I am going to use Firefox to portray some of the settings. In Internet access restrictions, I only allow firefox.exe to connect to the internet. That means that no other program that runs in my Firefox sandbox will have access to the internet.
In Start/Run access restrictions, I only allow firefox.exe, and Foxit (my PDF Reader) exes to run. If anything other than these programs attempt to run in my Firefox sandbox, they will be blocked.
For better usability and convenience, in Sandbox settings for Firefox, I allow Firefox to have Direct access to bookmarks outside the sandbox. This makes it possible to recover/save bookmarks from the sandboxed environment. But, if you like, you can allow Firefox to have access to anything in the Firefox Profile folder, or even the entire Profile folder.

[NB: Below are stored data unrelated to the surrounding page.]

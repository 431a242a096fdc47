//! `PostgreSQL` registration store.

use crate::rows::{column, status_from_row, StatusColumns};
use crate::store_error;
use marquee_core::ledger::{LedgerError, StoreFuture};
use marquee_core::registration::{RegistrationOutcome, RegistrationStore, RegistrationTransition};
use marquee_core::types::{
    OwnerProfile, OwnerRegistrationRequest, RegistrationId, RequestStatus, Role, UserId,
};
use sqlx::postgres::{PgPool, PgRow};

const REGISTRATION_COLUMNS: &str = "id, submitted_by, business_name, contact_name, \
     contact_email, phone, city, status, decided_by, decided_at, rejection_reason, decision_id, \
     submitted_at";

/// Registration store over `owner_registrations` and `user_roles`.
#[derive(Clone)]
pub struct PostgresRegistrationStore {
    pool: PgPool,
}

impl PostgresRegistrationStore {
    /// Create a store over an existing pool
    #[must_use]
    pub const fn new(pool: PgPool) -> Self {
        Self { pool }
    }

    /// Set a user's role directly. Used to seed administrators.
    ///
    /// # Errors
    ///
    /// Returns a [`LedgerError`] if the write fails.
    pub async fn assign_role(&self, user_id: UserId, role: Role) -> Result<(), LedgerError> {
        sqlx::query(
            "INSERT INTO user_roles (user_id, role) VALUES ($1, $2) \
             ON CONFLICT (user_id) DO UPDATE SET role = EXCLUDED.role",
        )
        .bind(*user_id.as_uuid())
        .bind(role.as_str())
        .execute(&self.pool)
        .await
        .map_err(|e| store_error("assign role", &e))?;
        Ok(())
    }

    async fn insert(&self, registration: OwnerRegistrationRequest) -> Result<RegistrationId, LedgerError> {
        let status = StatusColumns::of(&registration.status);
        let sql = format!(
            "INSERT INTO owner_registrations ({REGISTRATION_COLUMNS}) \
             VALUES ($1, $2, $3, $4, $5, $6, $7, $8, $9, $10, $11, $12, $13) \
             ON CONFLICT (id) DO NOTHING"
        );
        sqlx::query(&sql)
            .bind(*registration.id.as_uuid())
            .bind(*registration.submitted_by.as_uuid())
            .bind(&registration.profile.business_name)
            .bind(&registration.profile.contact_name)
            .bind(&registration.profile.contact_email)
            .bind(&registration.profile.phone)
            .bind(&registration.profile.city)
            .bind(status.label)
            .bind(status.decided_by)
            .bind(status.decided_at)
            .bind(status.rejection_reason)
            .bind(status.decision_id)
            .bind(registration.submitted_at)
            .execute(&self.pool)
            .await
            .map_err(|e| store_error("create registration", &e))?;
        Ok(registration.id)
    }

    async fn fetch(&self, registration_id: RegistrationId) -> Result<Option<OwnerRegistrationRequest>, LedgerError> {
        let sql = format!("SELECT {REGISTRATION_COLUMNS} FROM owner_registrations WHERE id = $1");
        let row = sqlx::query(&sql)
            .bind(*registration_id.as_uuid())
            .fetch_optional(&self.pool)
            .await
            .map_err(|e| store_error("load registration", &e))?;
        row.as_ref().map(registration_from_row).transpose()
    }

    async fn fetch_pending(&self) -> Result<Vec<OwnerRegistrationRequest>, LedgerError> {
        let sql = format!(
            "SELECT {REGISTRATION_COLUMNS} FROM owner_registrations \
             WHERE status = 'pending' ORDER BY submitted_at, id"
        );
        let rows = sqlx::query(&sql)
            .fetch_all(&self.pool)
            .await
            .map_err(|e| store_error("list pending registrations", &e))?;
        rows.iter().map(registration_from_row).collect()
    }

    #[tracing::instrument(skip(self, transition), fields(%registration_id))]
    async fn apply_transition(
        &self,
        registration_id: RegistrationId,
        transition: RegistrationTransition,
    ) -> Result<RegistrationOutcome, LedgerError> {
        let mut tx = self
            .pool
            .begin()
            .await
            .map_err(|e| store_error("begin transition", &e))?;

        let sql = format!(
            "SELECT {REGISTRATION_COLUMNS} FROM owner_registrations WHERE id = $1 FOR UPDATE"
        );
        let row = sqlx::query(&sql)
            .bind(*registration_id.as_uuid())
            .fetch_optional(&mut *tx)
            .await
            .map_err(|e| store_error("lock registration", &e))?;
        let Some(row) = row else {
            return Err(LedgerError::RequestNotFound(registration_id.to_string()));
        };
        let mut registration = registration_from_row(&row)?;
        if !registration.status.is_pending() {
            return Ok(RegistrationOutcome::AlreadyDecided(registration.status));
        }

        let target = transition.target_status();
        let status = StatusColumns::of(&target);
        sqlx::query(
            "UPDATE owner_registrations \
             SET status = $2, decided_by = $3, decided_at = $4, rejection_reason = $5, \
                 decision_id = $6 \
             WHERE id = $1 AND status = 'pending'",
        )
        .bind(*registration_id.as_uuid())
        .bind(status.label)
        .bind(status.decided_by)
        .bind(status.decided_at)
        .bind(status.rejection_reason)
        .bind(status.decision_id)
        .execute(&mut *tx)
        .await
        .map_err(|e| store_error("update registration", &e))?;

        if matches!(target, RequestStatus::Approved(_)) {
            // Only viewers are promoted; an admin keeps their role
            sqlx::query(
                "INSERT INTO user_roles (user_id, role) VALUES ($1, 'theatre_owner') \
                 ON CONFLICT (user_id) DO UPDATE SET role = 'theatre_owner' \
                 WHERE user_roles.role = 'viewer'",
            )
            .bind(*registration.submitted_by.as_uuid())
            .execute(&mut *tx)
            .await
            .map_err(|e| store_error("promote owner", &e))?;
        }

        tx.commit()
            .await
            .map_err(|e| store_error("commit registration", &e))?;

        registration.status = target;
        tracing::info!(
            %registration_id,
            status = registration.status.label(),
            "Registration transition committed"
        );
        Ok(RegistrationOutcome::Committed(registration))
    }

    async fn fetch_role(&self, user_id: UserId) -> Result<Role, LedgerError> {
        let label: Option<String> = sqlx::query_scalar("SELECT role FROM user_roles WHERE user_id = $1")
            .bind(*user_id.as_uuid())
            .fetch_optional(&self.pool)
            .await
            .map_err(|e| store_error("load role", &e))?;

        match label {
            None => Ok(Role::Viewer),
            Some(label) => Role::parse(&label)
                .ok_or_else(|| LedgerError::Serialization(format!("unknown role: {label}"))),
        }
    }
}

fn registration_from_row(row: &PgRow) -> Result<OwnerRegistrationRequest, LedgerError> {
    Ok(OwnerRegistrationRequest {
        id: RegistrationId::from_uuid(column(row, "id")?),
        submitted_by: UserId::from_uuid(column(row, "submitted_by")?),
        profile: OwnerProfile {
            business_name: column(row, "business_name")?,
            contact_name: column(row, "contact_name")?,
            contact_email: column(row, "contact_email")?,
            phone: column(row, "phone")?,
            city: column(row, "city")?,
        },
        status: status_from_row(row)?,
        submitted_at: column(row, "submitted_at")?,
    })
}

impl RegistrationStore for PostgresRegistrationStore {
    fn create_registration(
        &self,
        registration: OwnerRegistrationRequest,
    ) -> StoreFuture<'_, RegistrationId, LedgerError> {
        Box::pin(self.insert(registration))
    }

    fn load_registration(
        &self,
        registration_id: RegistrationId,
    ) -> StoreFuture<'_, Option<OwnerRegistrationRequest>, LedgerError> {
        Box::pin(self.fetch(registration_id))
    }

    fn list_pending_registrations(
        &self,
    ) -> StoreFuture<'_, Vec<OwnerRegistrationRequest>, LedgerError> {
        Box::pin(self.fetch_pending())
    }

    fn transition_registration(
        &self,
        registration_id: RegistrationId,
        transition: RegistrationTransition,
    ) -> StoreFuture<'_, RegistrationOutcome, LedgerError> {
        Box::pin(self.apply_transition(registration_id, transition))
    }

    fn role_of(&self, user_id: UserId) -> StoreFuture<'_, Role, LedgerError> {
        Box::pin(self.fetch_role(user_id))
    }
}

Sandbox settings are something that most sandbox programs lack. Sandboxie has quite a few, they allow users to lighten or tighten the sandbox as much as we want. You decide how loose you want the sandbox or how tight you want it. Personally, like I said earlier, I try to strike a balance between usability and security when I create sandboxes. That’s what you do with Sandbox settings.
By default, nothing gets out of the sandbox. Not even bookmarks or downloads. Most sandboxing programs don’t allow the user to save anything out of the sandbox. Hopefully, you guys and gals reading this article, realize that with Sandboxie we can leave things as they come by default (nothing gets out). But for convenience and usability, we can set things up to save bookmarks and downloads. If this was not possible, more than likely I would have never become a Sandboxie user. I want a high level of security but don’t want to give up usability. Thankfully, I can have both (usability and security) with Sandboxie.
How can Sandboxie help Windows users?
In one short paragraph, Sandboxie helps Windows users keep their systems intact. By using Sandboxie, Windows users prevent programs that run in the sandbox from causing unwanted permanent changes to their operating system, registry and other programs. Any changes, caused by good programs or malicious programs will be gone when we delete the contents of the sandbox. And nothing gets out of the sandbox unless we allow it. End of story.